Much like TCP/IP and IPX/SPX, AppleTalk can run over a variety of network technologies. Four main media-access specifications are implemented at the Data Link layer. These include:
EtherTalk. To allow AppleTalk protocols access to Ethernet networks, the Data Link layer specifies a protocol referred to as the EtherTalk Link Access Protocol (ELAP). ELAP first encapsulates upper-layer data into a Ethernet SNAP frame, and into a standard 802.2 frame.
TokenTalk. To allow AppleTalk protocols to access Token Ring / 802.5 networks, the Data Link layer specifies a protocol referred to as TokenTalk Link Access Protocol (TLAP).

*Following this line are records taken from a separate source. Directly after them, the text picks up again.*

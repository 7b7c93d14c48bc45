//! 条件评估器
//!
//! 按条件类型 → 字段 → 操作符族三级分发。评估路径从不 panic、
//! 从不返回错误：未知字段、畸形值、非法正则一律按不匹配处理。
//!
//! 字段缺失时的默认极性（必须与另一端的评估器逐类型对齐）：
//! - 否定类操作符（not_equals / not_contains / not_in_list）返回 true
//! - 其余操作符返回 false
//! - variant 条件例外：未选择变体时无论操作符一律 false

use crate::context::EvaluationContext;
use crate::models::{AbTestParams, Condition, ConditionParams};
use crate::operators::Operator;
use chrono::{DateTime, NaiveDate, Utc};
use regex::{Regex, RegexBuilder};
use serde_json::Value;
use tracing::warn;

/// 正则模式长度上限，超出直接按不匹配处理
pub const MAX_REGEX_PATTERN_LEN: usize = 200;

/// 条件评估器
pub struct ConditionEvaluator;

impl ConditionEvaluator {
    /// 评估单个叶子条件
    ///
    /// 叶子级 negate 由条件树处理，这里不应用。
    pub fn evaluate(condition: &Condition, ctx: &EvaluationContext) -> bool {
        match condition {
            Condition::Variant(p) => Self::eval_variant(p, ctx),
            Condition::Url(p) => Self::eval_url(p, ctx),
            Condition::Device(p) => Self::eval_device(p, ctx),
            Condition::Customer(p) => Self::eval_customer(p, ctx),
            Condition::Time(p) => Self::eval_time(p, ctx),
            Condition::Geo(p) => Self::eval_geo(p, ctx),
            Condition::Inventory(p) => Self::eval_inventory(p, ctx),
            Condition::TrafficSource(p) => Self::eval_traffic_source(p, ctx),
            Condition::Session(p) => Self::eval_session(p, ctx),
            Condition::Collection(p) => Self::eval_collection(p, ctx),
            Condition::Product(p) => Self::eval_product(p, ctx),
            Condition::AbTest(p) => Self::eval_ab_test(p, ctx),
        }
    }

    // ==================== 按类型分发 ====================

    /// variant：未选择变体时恒 false，不走默认极性表
    fn eval_variant(p: &ConditionParams, ctx: &EvaluationContext) -> bool {
        let Some(variant) = &ctx.variant else {
            return false;
        };
        match p.field.as_str() {
            "title" => Self::string_op(Some(&variant.title), p),
            "sku" => Self::string_op(variant.sku.as_deref(), p),
            "price" => Self::number_op(variant.price, p),
            "available" => Self::bool_op(Some(variant.available), p),
            "option_values" => Self::list_op(Some(&variant.option_values), p),
            _ => Self::unknown_field("variant", p),
        }
    }

    fn eval_url(p: &ConditionParams, ctx: &EvaluationContext) -> bool {
        match p.field.as_str() {
            "path" => Self::string_op(ctx.traffic.path.as_deref(), p),
            "full_url" => Self::string_op(ctx.traffic.full_url.as_deref(), p),
            field => {
                if let Some(name) = field.strip_prefix("query:") {
                    Self::string_op(ctx.traffic.query.get(name).map(String::as_str), p)
                } else {
                    Self::unknown_field("url", p)
                }
            }
        }
    }

    fn eval_device(p: &ConditionParams, ctx: &EvaluationContext) -> bool {
        match p.field.as_str() {
            "type" => Self::string_op(Some(&ctx.device.device_type), p),
            "screen_width" => Self::number_op(ctx.device.screen_width, p),
            _ => Self::unknown_field("device", p),
        }
    }

    fn eval_customer(p: &ConditionParams, ctx: &EvaluationContext) -> bool {
        match p.field.as_str() {
            "is_logged_in" => Self::bool_op(Some(ctx.customer.is_logged_in), p),
            "tags" => Self::list_op(Some(&ctx.customer.tags), p),
            "orders_count" => Self::number_op(ctx.customer.orders_count, p),
            "total_spent" => Self::number_op(ctx.customer.total_spent, p),
            _ => Self::unknown_field("customer", p),
        }
    }

    fn eval_time(p: &ConditionParams, ctx: &EvaluationContext) -> bool {
        match p.field.as_str() {
            "now" => Self::date_op(ctx.time.now, p),
            "day_of_week" => Self::string_op(Some(&ctx.time.day_of_week), p),
            "hour" => Self::number_op(Some(f64::from(ctx.time.hour)), p),
            _ => Self::unknown_field("time", p),
        }
    }

    fn eval_geo(p: &ConditionParams, ctx: &EvaluationContext) -> bool {
        match p.field.as_str() {
            "country" => Self::string_op(ctx.geo.country.as_deref(), p),
            "region" => Self::string_op(ctx.geo.region.as_deref(), p),
            "city" => Self::string_op(ctx.geo.city.as_deref(), p),
            _ => Self::unknown_field("geo", p),
        }
    }

    fn eval_inventory(p: &ConditionParams, ctx: &EvaluationContext) -> bool {
        let inventory = ctx.inventory.as_ref();
        match p.field.as_str() {
            "quantity" => Self::number_op(inventory.and_then(|i| i.quantity), p),
            "in_stock" => Self::bool_op(inventory.and_then(|i| i.in_stock), p),
            _ => Self::unknown_field("inventory", p),
        }
    }

    fn eval_traffic_source(p: &ConditionParams, ctx: &EvaluationContext) -> bool {
        let t = &ctx.traffic;
        match p.field.as_str() {
            "referrer" => Self::string_op(t.referrer.as_deref(), p),
            "utm_source" => Self::string_op(t.utm_source.as_deref(), p),
            "utm_medium" => Self::string_op(t.utm_medium.as_deref(), p),
            "utm_campaign" => Self::string_op(t.utm_campaign.as_deref(), p),
            "utm_content" => Self::string_op(t.utm_content.as_deref(), p),
            "utm_term" => Self::string_op(t.utm_term.as_deref(), p),
            field => {
                if let Some(name) = field.strip_prefix("param:") {
                    Self::string_op(t.params.get(name).map(String::as_str), p)
                } else {
                    Self::unknown_field("traffic_source", p)
                }
            }
        }
    }

    fn eval_session(p: &ConditionParams, ctx: &EvaluationContext) -> bool {
        let s = &ctx.session;
        match p.field.as_str() {
            "is_first_visit" => Self::bool_op(Some(s.is_first_visit), p),
            "page_views" => Self::number_op(Some(s.page_views), p),
            "duration_seconds" => Self::number_op(Some(s.duration_seconds), p),
            "viewed_products" => Self::list_op(Some(&s.viewed_product_ids), p),
            _ => Self::unknown_field("session", p),
        }
    }

    fn eval_collection(p: &ConditionParams, ctx: &EvaluationContext) -> bool {
        match p.field.as_str() {
            // 不在集合页时 collection_id 缺失，走默认极性表
            "id" | "" => Self::string_op(ctx.collection_id.as_deref(), p),
            _ => Self::unknown_field("collection", p),
        }
    }

    fn eval_product(p: &ConditionParams, ctx: &EvaluationContext) -> bool {
        let product = ctx.product.as_ref();
        match p.field.as_str() {
            "id" => Self::string_op(product.map(|pr| pr.id.as_str()), p),
            "handle" => Self::string_op(product.map(|pr| pr.handle.as_str()), p),
            "vendor" => Self::string_op(product.and_then(|pr| pr.vendor.as_deref()), p),
            "product_type" => Self::string_op(product.and_then(|pr| pr.product_type.as_deref()), p),
            "tags" => Self::list_op(product.map(|pr| pr.tags.as_slice()), p),
            "price" => Self::number_op(product.and_then(|pr| pr.price), p),
            _ => Self::unknown_field("product", p),
        }
    }

    /// ab_test：忽略操作符和值，只看分桶区间（闭区间）
    fn eval_ab_test(p: &AbTestParams, ctx: &EvaluationContext) -> bool {
        p.bucket_min <= ctx.ab_test_bucket && ctx.ab_test_bucket <= p.bucket_max
    }

    fn unknown_field(condition_type: &str, p: &ConditionParams) -> bool {
        warn!(
            condition_type,
            field = %p.field,
            "未知的条件字段，按不匹配处理"
        );
        false
    }

    // ==================== 操作符族 ====================

    /// 字符串族，全部大小写不敏感
    fn string_op(actual: Option<&str>, p: &ConditionParams) -> bool {
        let Some(actual) = actual else {
            return p.operator.holds_on_missing();
        };
        let lowered = actual.to_lowercase();
        match p.operator {
            Operator::Equals => {
                value_str(&p.value).is_some_and(|v| lowered == v.to_lowercase())
            }
            Operator::NotEquals => {
                !value_str(&p.value).is_some_and(|v| lowered == v.to_lowercase())
            }
            Operator::Contains => {
                value_str(&p.value).is_some_and(|v| lowered.contains(&v.to_lowercase()))
            }
            Operator::NotContains => {
                !value_str(&p.value).is_some_and(|v| lowered.contains(&v.to_lowercase()))
            }
            Operator::StartsWith => {
                value_str(&p.value).is_some_and(|v| lowered.starts_with(&v.to_lowercase()))
            }
            Operator::EndsWith => {
                value_str(&p.value).is_some_and(|v| lowered.ends_with(&v.to_lowercase()))
            }
            Operator::MatchesRegex => value_str(&p.value)
                .and_then(compile_regex)
                .is_some_and(|re| re.is_match(actual)),
            Operator::InList => value_str_list(&p.value)
                .iter()
                .any(|v| v.to_lowercase() == lowered),
            Operator::NotInList => !value_str_list(&p.value)
                .iter()
                .any(|v| v.to_lowercase() == lowered),
            _ => false,
        }
    }

    /// 数值族
    fn number_op(actual: Option<f64>, p: &ConditionParams) -> bool {
        let Some(a) = actual else {
            return p.operator.holds_on_missing();
        };
        let expected = value_f64(&p.value);
        match p.operator {
            Operator::Equals => expected.is_some_and(|v| (a - v).abs() < f64::EPSILON),
            Operator::NotEquals => expected.is_some_and(|v| (a - v).abs() >= f64::EPSILON),
            Operator::GreaterThan => expected.is_some_and(|v| a > v),
            Operator::GreaterThanOrEquals => expected.is_some_and(|v| a >= v),
            Operator::LessThan => expected.is_some_and(|v| a < v),
            Operator::LessThanOrEquals => expected.is_some_and(|v| a <= v),
            // between/not_between 缺任一边界时返回 false
            Operator::Between => match (expected, p.value_end.as_ref().and_then(value_f64_ref)) {
                (Some(lo), Some(hi)) => a >= lo && a <= hi,
                _ => false,
            },
            Operator::NotBetween => {
                match (expected, p.value_end.as_ref().and_then(value_f64_ref)) {
                    (Some(lo), Some(hi)) => !(a >= lo && a <= hi),
                    _ => false,
                }
            }
            _ => false,
        }
    }

    /// 布尔族
    fn bool_op(actual: Option<bool>, p: &ConditionParams) -> bool {
        let Some(a) = actual else {
            return p.operator.holds_on_missing();
        };
        match p.operator {
            Operator::IsTrue => a,
            Operator::IsFalse => !a,
            _ => false,
        }
    }

    /// 列表族，基于大小写归一后的集合
    fn list_op(actual: Option<&[String]>, p: &ConditionParams) -> bool {
        let Some(items) = actual else {
            return p.operator.holds_on_missing();
        };
        let set: Vec<String> = items.iter().map(|s| s.to_lowercase()).collect();
        let expected = || {
            value_str_list(&p.value)
                .into_iter()
                .map(|s| s.to_lowercase())
                .collect::<Vec<_>>()
        };
        match p.operator {
            Operator::Contains => expected().iter().any(|v| set.contains(v)),
            Operator::NotContains => !expected().iter().any(|v| set.contains(v)),
            Operator::ContainsAny => expected().iter().any(|v| set.contains(v)),
            Operator::ContainsAll => {
                let exp = expected();
                !exp.is_empty() && exp.iter().all(|v| set.contains(v))
            }
            Operator::IsEmpty => set.is_empty(),
            Operator::IsNotEmpty => !set.is_empty(),
            _ => false,
        }
    }

    /// 时间族（作用于 time.now）
    fn date_op(now: DateTime<Utc>, p: &ConditionParams) -> bool {
        let expected = value_str(&p.value).and_then(parse_datetime);
        match p.operator {
            Operator::Before => expected.is_some_and(|v| now < v),
            Operator::After => expected.is_some_and(|v| now > v),
            Operator::Between => {
                let end = p
                    .value_end
                    .as_ref()
                    .and_then(|v| value_str(v))
                    .and_then(parse_datetime);
                match (expected, end) {
                    (Some(lo), Some(hi)) => now >= lo && now <= hi,
                    _ => false,
                }
            }
            Operator::NotBetween => {
                let end = p
                    .value_end
                    .as_ref()
                    .and_then(|v| value_str(v))
                    .and_then(parse_datetime);
                match (expected, end) {
                    (Some(lo), Some(hi)) => !(now >= lo && now <= hi),
                    _ => false,
                }
            }
            _ => false,
        }
    }
}

// ==================== 值提取辅助 ====================

pub(crate) fn value_str(v: &Value) -> Option<&str> {
    v.as_str()
}

/// 数值提取，容忍数字字符串
pub(crate) fn value_f64(v: &Value) -> Option<f64> {
    match v {
        Value::Number(n) => n.as_f64(),
        Value::String(s) => s.parse().ok(),
        _ => None,
    }
}

fn value_f64_ref(v: &Value) -> Option<f64> {
    value_f64(v)
}

/// 列表值提取：数组取标量元素，单个标量视为单元素列表
pub(crate) fn value_str_list(v: &Value) -> Vec<String> {
    match v {
        Value::Array(arr) => arr
            .iter()
            .filter_map(|item| match item {
                Value::String(s) => Some(s.clone()),
                Value::Number(n) => Some(n.to_string()),
                Value::Bool(b) => Some(b.to_string()),
                _ => None,
            })
            .collect(),
        Value::String(s) => vec![s.clone()],
        Value::Number(n) => vec![n.to_string()],
        _ => Vec::new(),
    }
}

/// 解析日期时间：先试 RFC3339，再试 YYYY-MM-DD（按 UTC 零点）
pub(crate) fn parse_datetime(s: &str) -> Option<DateTime<Utc>> {
    if let Ok(dt) = DateTime::parse_from_rfc3339(s) {
        return Some(dt.with_timezone(&Utc));
    }
    NaiveDate::parse_from_str(s, "%Y-%m-%d")
        .ok()
        .and_then(|d| d.and_hms_opt(0, 0, 0))
        .map(|d| d.and_utc())
}

/// 编译正则：超长、启发式判定不安全或编译失败时返回 None
pub(crate) fn compile_regex(pattern: &str) -> Option<Regex> {
    // 长度上限按字符数计，多字节字符不吃亏
    if pattern.chars().count() > MAX_REGEX_PATTERN_LEN {
        warn!(len = pattern.chars().count(), "正则模式超长，按不匹配处理");
        return None;
    }
    if looks_unsafe(pattern) {
        warn!(pattern, "正则模式疑似不安全，按不匹配处理");
        return None;
    }
    RegexBuilder::new(pattern)
        .case_insensitive(true)
        .build()
        .ok()
}

/// 不安全正则的启发式检测（仅为顾问性质，非严格 ReDoS 防御；
/// 真正的安全网是长度上限加 regex crate 的线性时间引擎）
///
/// 检测两类形态：量词作用于内部已带量词的分组（如 `(a+)+`），
/// 以及 3 段以上的 `.*` 串联。
pub(crate) fn looks_unsafe(pattern: &str) -> bool {
    if pattern.matches(".*").count() >= 3 {
        return true;
    }
    has_nested_quantifier(pattern)
}

fn has_nested_quantifier(pattern: &str) -> bool {
    let bytes = pattern.as_bytes();
    for i in 1..bytes.len() {
        if (bytes[i] == b'*' || bytes[i] == b'+') && bytes[i - 1] == b')' {
            // 回溯到该分组起点，组内出现量词即判定嵌套
            let mut depth = 0;
            for j in (0..i - 1).rev() {
                match bytes[j] {
                    b')' => depth += 1,
                    b'(' if depth == 0 => break,
                    b'(' => depth -= 1,
                    b'*' | b'+' | b'{' if depth == 0 => return true,
                    _ => {}
                }
            }
        }
    }
    false
}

LocalTalk. LocalTalk is a proprietary protocol developed by Apple that was originally designed as a workgroup network technology. Local Talk uses a media access method somewhat similar to Ethernet referred to as Carrier Sense Multiple Access with Collision Avoidance (CSMA/CA). Unlike Ethernet, when nodes on a LocalTalk network wish to communicate, they first go through a handshaking process, which reserves the network for their exclusive use. Collisions can still occur if more than one pair of systems attempts to begin the handshake process at the same time. LocalTalk does not use static MAC addresses – the Data Link layer assigns these addresses dynamically. The protocol used at the Data Link layer is referred to as LocalTalk Link Access Protocol (LLAP)
FDDITalk. To allow AppleTalk protocols to access FDDI networks, the Data Link layer specifies a protocol referred to as FDDITalk Link Access Protocol (FLAP).
Remember that the Data Link specification listed above are only used with the AppleTalk suite, and not when a Macintosh system uses other protocol stacks such as TCP/IP or IPX/SPX.